Il y a trois mois, un publiciste, M. Giraud, a raconté ici même l’histoire des origines et de l’accroissement continu de la maison de Hohenzollern[1]. M. Pierson a dressé un réquisitoire historique tout semblable contre cette dynastie foncièrement et âprement annexioniste, qui se compose de grands princes et d’hommes très médiocres, tantôt incrédules jusqu’au cynisme, tantôt orthodoxes jusqu’à l’intolérance, les uns téméraires, les autres méticuleux, mais qui reste identique à elle-même dans ses visées constantes, et aspire depuis longtemps à devenir la maison la plus puissante en Europe.

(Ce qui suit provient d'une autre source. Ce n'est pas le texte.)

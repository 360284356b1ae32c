use std::sync::Arc;

use super::{InternalMessage, InvalidMessage, TonMessage, TonMessageError};
use crate::cell::{ArcCell, Cell, CellBuilder};

/// Internal message with optional `StateInit` and body, both stored as references.
#[derive(Clone, Debug, PartialEq)]
pub struct TransferMessage {
    pub info: InternalMessage,
    pub state_init: Option<ArcCell>,
    pub data: Option<ArcCell>,
}

impl TransferMessage {
    pub fn new(info: InternalMessage) -> Self {
        TransferMessage {
            info,
            state_init: None,
            data: None,
        }
    }

    pub fn with_state_init(&mut self, state_init: Cell) -> &mut Self {
        self.with_state_init_ref(&Arc::new(state_init))
    }

    pub fn with_state_init_ref(&mut self, state_init: &ArcCell) -> &mut Self {
        self.state_init = Some(state_init.clone());
        self
    }

    pub fn with_data(&mut self, data: ArcCell) -> &mut Self {
        self.data = Some(data);
        self
    }
}

impl TonMessage for TransferMessage {
    fn build(&self) -> Result<Cell, TonMessageError> {
        let info = &self.info;
        let mut builder = CellBuilder::new();
        builder
            .store_bit(false)? // int_msg_info$0
            .store_bit(info.ihr_disabled)?
            .store_bit(info.bounce)?
            .store_bit(info.bounced)?
            .store_maybe_address(info.src.as_ref())?
            .store_address(&info.dest)?
            .store_coins(&info.value)?
            .store_bit(false)? // empty extra currencies dictionary
            .store_coins(&info.ihr_fee)?
            .store_coins(&info.fwd_fee)?
            .store_u64(64, info.created_lt)?
            .store_u32(32, info.created_at)?;
        // state_init and body are always stored as references: Maybe (Either _ ^_)
        store_maybe_ref_either(&mut builder, &self.state_init)?;
        store_maybe_ref_either(&mut builder, &self.data)?;
        Ok(builder.build()?)
    }

    fn parse(cell: &Cell) -> Result<Self, TonMessageError> {
        let mut parser = cell.parser();
        if parser.load_bit()? {
            return Err(TonMessageError::InvalidMessage(InvalidMessage {
                opcode: None,
                query_id: None,
                message: "External message where internal one expected".to_string(),
            }));
        }
        let ihr_disabled = parser.load_bit()?;
        let bounce = parser.load_bit()?;
        let bounced = parser.load_bit()?;
        let src = parser.load_maybe_address()?;
        let dest = parser.load_address()?;
        let value = parser.load_coins()?;
        if parser.load_bit()? {
            return Err(TonMessageError::InvalidMessage(InvalidMessage {
                opcode: None,
                query_id: None,
                message: "Extra currencies are not supported".to_string(),
            }));
        }
        let ihr_fee = parser.load_coins()?;
        let fwd_fee = parser.load_coins()?;
        let created_lt = parser.load_u64(64)?;
        let created_at = parser.load_u32(32)?;

        let state_init = load_maybe_ref_either(&mut parser)?;
        let data = load_maybe_ref_either(&mut parser)?;
        parser.ensure_empty()?;

        Ok(TransferMessage {
            info: InternalMessage {
                ihr_disabled,
                bounce,
                bounced,
                src,
                dest,
                value,
                ihr_fee,
                fwd_fee,
                created_lt,
                created_at,
            },
            state_init,
            data,
        })
    }
}

fn store_maybe_ref_either(
    builder: &mut CellBuilder,
    cell: &Option<ArcCell>,
) -> Result<(), TonMessageError> {
    match cell {
        Some(cell) => {
            builder.store_bit(true)?.store_bit(true)?.store_reference(cell)?;
        }
        None => {
            builder.store_bit(false)?;
        }
    }
    Ok(())
}

fn load_maybe_ref_either(
    parser: &mut crate::cell::CellParser,
) -> Result<Option<ArcCell>, TonMessageError> {
    if !parser.load_bit()? {
        return Ok(None);
    }
    if !parser.load_bit()? {
        return Err(TonMessageError::InvalidMessage(InvalidMessage {
            opcode: None,
            query_id: None,
            message: "Inline state init or body is not supported".to_string(),
        }));
    }
    Ok(Some(parser.next_reference()?))
}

C’est une dynastie peut-être plus remarquable encore par la prudence qui l’empêcha souvent de céder aux tentations les plus séduisantes que par l’audace qui lui permit de profiter des occasions inespérées qui s’offraient à elle. On peut porter à son actif deux périodes d’audace, celle de Frédéric II et celle du roi Guillaume. Après de longues intermittences de timidité, presque d’effacement, elle se retrouve prête à happer la proie qu’elle n’a cessé d’épier. Elle a toujours poursuivi systématiquement la domination sur l’Allemagne, et par elle sur l’Europe. Une des plus infernales ironies de l’histoire, c’est que la Prusse en 1870 a soulevé le peuple allemand tout entier contre « l’ennemi héréditaire, » c’est-à-dire contre la France, et que, s’il est une nation à laquelle la Prusse doive de la reconnaissance pour ce qu’elle a fait aux momens les plus critiques de son histoire, à l’exception de la guerre napoléonienne de 1805, cette nation sans contredit c’est la France. M. Pierson ne manque pas de le relever chemin faisant. Après avoir mis plus d’une fois à profit l’alliance française pour s’arrondir en Allemagne, la Prusse s’est servie de la rancune allemande, savamment attisée, Contre la France, pour s’agrandir encore aux dépens de celle-ci.

  1. Voyez la Revue du 15 janvier 1872.